▶ The problem: In the entries below, count every line containing "imovel". Return the number and nothing else.
++++ Records for the exercise ++++
//! # iptu-api
//!
//! Rust client for the IPTU API: property tax records, zoning, market
//! valuation and ITBI (transfer tax) data for Sao Paulo, Belo Horizonte and
//! Recife.
//!
//! Every call runs through one pipeline that authenticates, retries transient
//! failures with capped exponential backoff, tracks the rate-limit quota and
//! turns failures into a single [`Error`].
//!
//! ## Quick Start
//!
//! ```rust,no_run
//! use iptu_api::Client;
//!
//! #[tokio::main]
//! async fn main() -> Result<(), Box<dyn std::error::Error>> {
//!     let client = Client::new("sua_api_key")?;
//!
//!     let imoveis = client
//!         .consulta_endereco("Avenida Paulista", "1000", "sp")
//!         .await?;
//!     for imovel in &imoveis {
//!         println!("{} - {:?}", imovel.sql, imovel.valor_venal);
//!     }
//!
//!     if let Some(quota) = client.rate_limit() {
//!         println!("{}/{} requests left", quota.remaining, quota.limit);
//!     }
//!     Ok(())
//! }
//! ```
//!
//! ## Error handling
//!
//! ```rust,no_run
//! use iptu_api::{Client, Error};
//!
//! # async fn run(client: Client) {
//! match client.consulta_sql("008.045.0123-4", "sp").await {
//!     Ok(imoveis) => println!("{imoveis:?}"),
//!     Err(Error::RateLimit { retry_after, .. }) => println!("retry in {retry_after:?}"),
//!     Err(e) if e.is_retryable() => println!("transient: {e}"),
//!     Err(e) => println!("{}: {e}", e.kind()),
//! }
//! # }
//! ```

#![cfg_attr(docsrs, feature(doc_cfg))]
#![deny(rustdoc::broken_intra_doc_links)]

pub mod api;
pub mod client;
pub mod prelude;
pub mod types;

pub use client::{
    ApiRequest, Client, ClientBuilder, ClientConfig, ConfigError, Error, ErrorKind, FieldErrors,
    NetworkConfig, PoolConfig, ProxyConfig, RateLimitSnapshot, RequestContext, Result,
    RetryConfig, RetryDecision, TimeoutScope,
};
pub use types::Cidade;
++++
▶ Result for this task: 2